Les correspondances de soldats obéissent à des règles assez stables : donner un signe de vie, rassurer sur la santé et le moral, raconter quelques événements militaires ou de la vie des tranchées, généralement de façon assez sobre, sans toutefois taire totalement les horreurs de la guerre et les conditions de survie déplorables des troupes.
Soldat écrivant au milieu des ruines du village de Massiges. Marne. Juillet 1915. Licence ouverte.
Ceux qui écrivent évitent le plus souvent de s’interroger sur l’utilité du sacrifice et plus généralement ils essayent d’éviter, consciemment ou inconsciemment, des sujets pouvant déplaire à la censure postale militaire. Ils se placent volontiers dans le registre patriotique et montrent un moral d’acier pour rassurer l’arrière.

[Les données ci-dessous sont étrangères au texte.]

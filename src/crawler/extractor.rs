//! HTML content extraction
//!
//! This module turns a fetched or rendered HTML document into:
//! - The page title (first `<title>`)
//! - Readable body text with tables linearized into `header: value` rows
//! - Outgoing links (absolute, duplicate-free, in document order)
//! - The declared canonical URL, if any
//!
//! Script, style, noscript, nav, header and footer subtrees are ignored for
//! text, tables and links alike.

use scraper::{ElementRef, Html, Selector};
use std::collections::HashSet;
use url::Url;

/// Elements whose subtrees carry no page content
const EXCLUDED_TAGS: &[&str] = &["script", "style", "noscript", "nav", "header", "footer"];

/// Elements that do not break words when their text is joined
const INLINE_TAGS: &[&str] = &[
    "a", "abbr", "b", "bdi", "bdo", "cite", "code", "data", "dfn", "em", "i", "kbd", "mark",
    "q", "s", "samp", "small", "span", "strong", "sub", "sup", "time", "u", "var",
];

/// Content extracted from one HTML document
#[derive(Debug, Clone, Default, PartialEq, Eq)]
pub struct ExtractedContent {
    /// Trimmed text of the first `<title>`, empty when absent
    pub title: String,

    /// Whitespace-collapsed body text followed by linearized tables
    pub text: String,

    /// Absolute link targets, duplicate-free, in discovery order
    pub links: Vec<String>,

    /// Declared canonical URL resolved against the page URL
    pub canonical_url: Option<String>,
}

/// Extracts title, text, links and canonical URL from HTML
///
/// # Arguments
///
/// * `html` - The HTML content to parse
/// * `base_url` - The page URL, used to resolve relative links
///
/// # Example
///
/// ```
/// use site_corpus::crawler::extract;
/// use url::Url;
///
/// let html = r#"<html><head><title>Fees</title></head>
///     <body><nav><a href="/menu">Menu</a></nav><p>Tuition is due in May.</p>
///     <a href="/pay">Pay</a></body></html>"#;
/// let base = Url::parse("https://example.edu/fees").unwrap();
/// let content = extract(html, &base);
///
/// assert_eq!(content.title, "Fees");
/// assert_eq!(content.text, "Tuition is due in May. Pay");
/// assert_eq!(content.links, vec!["https://example.edu/pay".to_string()]);
/// ```
pub fn extract(html: &str, base_url: &Url) -> ExtractedContent {
    let document = Html::parse_document(html);

    let title = extract_title(&document);
    let canonical_url = extract_canonical(&document, base_url);
    let links = extract_links(&document, base_url);

    let mut text = String::new();
    match select_first(&document, "body") {
        Some(body) => collect_text(body, &mut text),
        None => collect_text(document.root_element(), &mut text),
    }

    for table in select_content(&document, "table") {
        let linearized = linearize_table(table);
        if !linearized.is_empty() {
            text.push(' ');
            text.push_str(&linearized);
        }
    }

    ExtractedContent {
        title,
        text: collapse_whitespace(&text),
        links,
        canonical_url,
    }
}

/// Collapses every whitespace run to one space and trims the ends
pub fn collapse_whitespace(s: &str) -> String {
    s.split_whitespace().collect::<Vec<_>>().join(" ")
}

fn select_first<'a>(document: &'a Html, selector: &str) -> Option<ElementRef<'a>> {
    let selector = Selector::parse(selector).ok()?;
    document.select(&selector).next()
}

/// Selects matching elements that are not inside a non-content subtree
fn select_content<'a>(document: &'a Html, selector: &str) -> Vec<ElementRef<'a>> {
    let Ok(selector) = Selector::parse(selector) else {
        return Vec::new();
    };
    document
        .select(&selector)
        .filter(|element| !in_excluded_subtree(element))
        .collect()
}

pub(crate) fn in_excluded_subtree(element: &ElementRef) -> bool {
    element.ancestors().chain(std::iter::once(**element)).any(|node| {
        node.value()
            .as_element()
            .is_some_and(|e| EXCLUDED_TAGS.contains(&e.name()))
    })
}

/// Appends the text of `element`'s content descendants to `out`
fn collect_text(element: ElementRef, out: &mut String) {
    for child in element.children() {
        if let Some(text) = child.value().as_text() {
            out.push_str(text);
            continue;
        }

        let Some(child_element) = ElementRef::wrap(child) else {
            continue;
        };
        let name = child_element.value().name();
        if EXCLUDED_TAGS.contains(&name) {
            continue;
        }

        let block = !INLINE_TAGS.contains(&name);
        if block {
            out.push(' ');
        }
        collect_text(child_element, out);
        if block {
            out.push(' ');
        }
    }
}

pub(crate) fn element_text(element: ElementRef) -> String {
    let mut text = String::new();
    collect_text(element, &mut text);
    collapse_whitespace(&text)
}

fn extract_title(document: &Html) -> String {
    select_first(document, "title")
        .map(|title| title.text().collect::<String>().trim().to_string())
        .unwrap_or_default()
}

/// Finds the canonical URL: `link[rel=canonical]`, then `og:url`, then `twitter:url`
fn extract_canonical(document: &Html, base_url: &Url) -> Option<String> {
    let candidates = [
        ("link[rel~=\"canonical\"][href]", "href"),
        ("meta[property=\"og:url\"][content]", "content"),
        ("meta[name=\"twitter:url\"][content]", "content"),
    ];

    let declared = candidates.iter().find_map(|(selector, attr)| {
        select_first(document, selector)
            .and_then(|element| element.value().attr(attr))
            .map(str::trim)
            .filter(|value| !value.is_empty())
    })?;

    base_url.join(declared).ok().map(String::from)
}

fn extract_links(document: &Html, base_url: &Url) -> Vec<String> {
    let mut seen = HashSet::new();
    let mut links = Vec::new();

    for anchor in select_content(document, "a[href]") {
        let Some(href) = anchor.value().attr("href") else {
            continue;
        };
        if let Some(absolute_url) = resolve_link(href, base_url) {
            if seen.insert(absolute_url.clone()) {
                links.push(absolute_url);
            }
        }
    }

    links
}

/// Resolves a link href to an absolute URL and validates it
///
/// Returns None if the link should be excluded:
/// - javascript:, mailto:, tel: schemes
/// - data: URIs
/// - Fragment-only links
/// - Invalid URLs
/// - Non-HTTP(S) URLs after resolution
fn resolve_link(href: &str, base_url: &Url) -> Option<String> {
    let href = href.trim();

    if href.is_empty() || href.starts_with('#') {
        return None;
    }

    let lower = href.to_ascii_lowercase();
    if ["javascript:", "mailto:", "tel:", "data:"]
        .iter()
        .any(|scheme| lower.starts_with(scheme))
    {
        return None;
    }

    match base_url.join(href) {
        Ok(absolute_url) if matches!(absolute_url.scheme(), "http" | "https") => {
            Some(absolute_url.to_string())
        }
        _ => None,
    }
}

/// Linearizes a table into `header: value` rows
///
/// The first row supplies the headers; cells without a header are labeled
/// `col_N` (1-based). Rows whose cells are all empty are skipped. Pairs are
/// joined by `, ` and rows by ` | `.
fn linearize_table(table: ElementRef) -> String {
    let (Ok(row_selector), Ok(cell_selector)) = (Selector::parse("tr"), Selector::parse("th, td"))
    else {
        return String::new();
    };

    let mut rows = table.select(&row_selector);
    let Some(header_row) = rows.next() else {
        return String::new();
    };
    let headers: Vec<String> = header_row.select(&cell_selector).map(element_text).collect();

    let mut lines = Vec::new();
    for row in rows {
        let cells: Vec<String> = row.select(&cell_selector).map(element_text).collect();
        if cells.iter().all(|cell| cell.is_empty()) {
            continue;
        }

        let pairs: Vec<String> = cells
            .iter()
            .enumerate()
            .map(|(i, value)| match headers.get(i).filter(|h| !h.is_empty()) {
                Some(header) => format!("{}: {}", header, value),
                None => format!("col_{}: {}", i + 1, value),
            })
            .collect();
        lines.push(pairs.join(", "));
    }

    lines.join(" | ")
}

Ces documents sont presque toujours datés et l’identité du producteur est généralement connue. La date de rédaction ne semble pas influer de façon notable sur la teneur générale des lettres : certes, l’adhésion face à l’engagement peut s’émousser au fil des mois passés au front mais on trouve aussi bien des remarques de combattants qui commencent à trouver le temps long dès le mois d’octobre 1914 que des lettres enthousiastes au printemps 1918.
Rares également sont les témoignages qui contiennent des commentaires sur la situation politique et militaire au risque de tomber sous le coup de la censure postale. Dans des périodes de crise, comme le printemps 1917, on trouve en revanche des textes qui dénoncent l’impéritie du commandement et se posent manifestement des questions d’ordre politique qui dépassent le cadre strict de la survie au combat et dans les tranchées.